Just an ordinary Thursday

*Disclaimer: I want to start off by saying we know we are lucky that our little girl does not have cancer or another terminal illness, that she wasn’t snatched away or killed in a car accident.  We are very grateful for what we have. But we also have the right to grieve. Each person can only deal with the situation they are given. This post wasn’t written to start some sort of pity competition between parents about who has the sickest kid.  It is a chance for me to express my emotions about our situation and grieve about what we have lost. Every person has the right the grieve about their own situation – no matter how big or small. 

 

 

I have done a lot of crying in the past couple of weeks. Mainly silent sobbing in the dark while I sat in an arm chair beside my little girl as she slept beneath crisp white sheets and hospital blankets.  Mostly I cried for her, the loss of a simple and regular childhood, the loss of her vibrant and carefree nature, the loss of that innocent “nothing-can-hurt-me” light in her eyes.

My carefree baby girl

But I also cried a lot for myself. Of all the things that had been so simple; school, work, eating out at restaurants, sleeping… that was probably the worst, when I realised I will never truly sleep again. I have cried because I love my job and I worry that I may not be able to give it my all any more. I have cried because the dreams that I thought were almost in reach now seem very, very far away again. And I have cried because I am scared of losing my baby girl in the depth of the night while I sleep through my alarm.

On Thursday the 21st of November at 6:30pm my six year old daughter was officially diagnosed with type 1 diabetes.  It has taken near on 3 weeks for me to write this down as I was, and to some extent still am, in a state of denial.  There was no dramatic scene that played out before our diagnoses, no inevitable family history that set the scene.  There was nothing except one annoying little habit, I thought.

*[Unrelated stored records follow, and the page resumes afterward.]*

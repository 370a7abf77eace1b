use serde::{Deserialize, Serialize};

use crate::error::{ApiError, ApiResult};

pub const DEFAULT_PAGE_SIZE: i64 = 10;
pub const MAX_PAGE_SIZE: i64 = 100;

/// Resolved page request. `page >= 1`, `1 <= size <= MAX_PAGE_SIZE`.
#[derive(Debug, Clone, Copy, PartialEq, Eq)]
pub struct PaginationParams {
    pub page: i64,
    pub size: i64,
}

impl Default for PaginationParams {
    fn default() -> Self {
        Self {
            page: 1,
            size: DEFAULT_PAGE_SIZE,
        }
    }
}

impl PaginationParams {
    /// `page` is clamped to 1; `size` wins over its alias `limit`; a size
    /// outside `1..=MAX_PAGE_SIZE` is rejected.
    pub fn resolve(page: Option<i64>, size: Option<i64>, limit: Option<i64>) -> ApiResult<Self> {
        let page = page.unwrap_or(1).max(1);
        let (field, size) = match (size, limit) {
            (Some(s), _) => ("size", s),
            (None, Some(l)) => ("limit", l),
            (None, None) => ("size", DEFAULT_PAGE_SIZE),
        };
        if !(1..=MAX_PAGE_SIZE).contains(&size) {
            return Err(ApiError::invalid(
                field,
                format!("must be between 1 and {MAX_PAGE_SIZE}"),
            ));
        }
        Ok(Self { page, size })
    }

    pub fn offset(&self) -> i64 {
        (self.page - 1).saturating_mul(self.size)
    }

    pub fn limit(&self) -> i64 {
        self.size
    }
}

/// Raw `page`/`size`/`limit` query parameters.
#[derive(Debug, Default, Deserialize)]
pub struct PageQuery {
    pub page: Option<i64>,
    pub size: Option<i64>,
    pub limit: Option<i64>,
}

impl PageQuery {
    pub fn resolve(&self) -> ApiResult<PaginationParams> {
        PaginationParams::resolve(self.page, self.size, self.limit)
    }
}

/// Paged envelope returned by list endpoints.
#[derive(Debug, Clone, Serialize, PartialEq)]
pub struct Paginated<T> {
    pub items: Vec<T>,
    pub total: i64,
    pub page: i64,
    pub size: i64,
    pub pages: i64,
}

pub fn page_count(total: i64, size: i64) -> i64 {
    if total <= 0 {
        0
    } else {
        (total + size - 1) / size
    }
}

impl<T> Paginated<T> {
    /// Wraps one page already fetched with `params.offset()`/`params.limit()`.
    pub fn new(items: Vec<T>, total: i64, params: PaginationParams) -> Self {
        let items = if total == 0 { Vec::new() } else { items };
        Self {
            items,
            total,
            page: params.page,
            size: params.size,
            pages: page_count(total, params.size),
        }
    }

    /// Slices an in-memory sequence to the requested page.
    #[cfg(test)]
    pub fn from_vec(all: Vec<T>, params: PaginationParams) -> Self {
        let total = all.len() as i64;
        let start = usize::try_from(params.offset()).unwrap_or(usize::MAX);
        let items = all
            .into_iter()
            .skip(start)
            .take(params.size as usize)
            .collect();
        Self::new(items, total, params)
    }
}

Endless trips to the bathroom that kept us up at night.  Which led to a grumpy Facebook post, some fortunate coincidences and some very helpful advice of friends and family.

I remember the exact moment our lives began to turn, when I picked up my phone and read the text from my husband, “Miss A blood sugars are a little high, perhaps having that chocolate frog before we went into the doctor was a bad idea”. I remember grumbling at my phone thinking this was going to mean extra testing – perhaps something like that fasting test you do when you are pregnant, never thinking there was actually anything wrong.  I rang expecting to him to say, “she’s fine, doctor just wants to make sure, it’s just a little abnormal.”  But what he said was that her levels were so high that they were on their way to the Royal Children’s Hospital in Brisbane.  I think even then I held onto some hope that we would get there and they would say that it was possible that it was just a virus or something temporary.

The first time I lost it was when I picked my son up from after school care and had to tell him we were on our way to the hospital because they thought his sister had diabetes. By the time I shuffled through the snails-pace traffic that special numbness that gets you through difficult situations had gratefully set in. As I came in the door of the emergency ward there was my gorgeous girl, eyes bright and shining getting a cannula inserted with barely a blink. It was at that moment that I saw what an incredible little thing she was and I knew if anyone could cope with this it was my brave baby girl. – me I wasn’t so sure about

Still smiling

Still smiling

There were a flurry of doctors and nurses, many questions, many hours spent sitting trying to distract both children from the screams and crying of other children being brought in to emergency in much more heartbreaking and desperate conditions. Finally a nurse came and spoke to me and asked if I would go with her to get something. She told me that we would be doing the first of Miss A insulin injections and what to expect.  She told me we could either tell her what was happening or just surprise her with it. She told me about how she had seen other children react and to expect that we would have to hold her down to inject her – if not now then at some point in her lifetime… her lifetime – yep that hit hard. I have never believed in lying to my kids so we were upfront with her and she was so brave. She watched the whole thing and didn’t even flinch. There were stickers and much praise and a wheelchair ride up to the ward.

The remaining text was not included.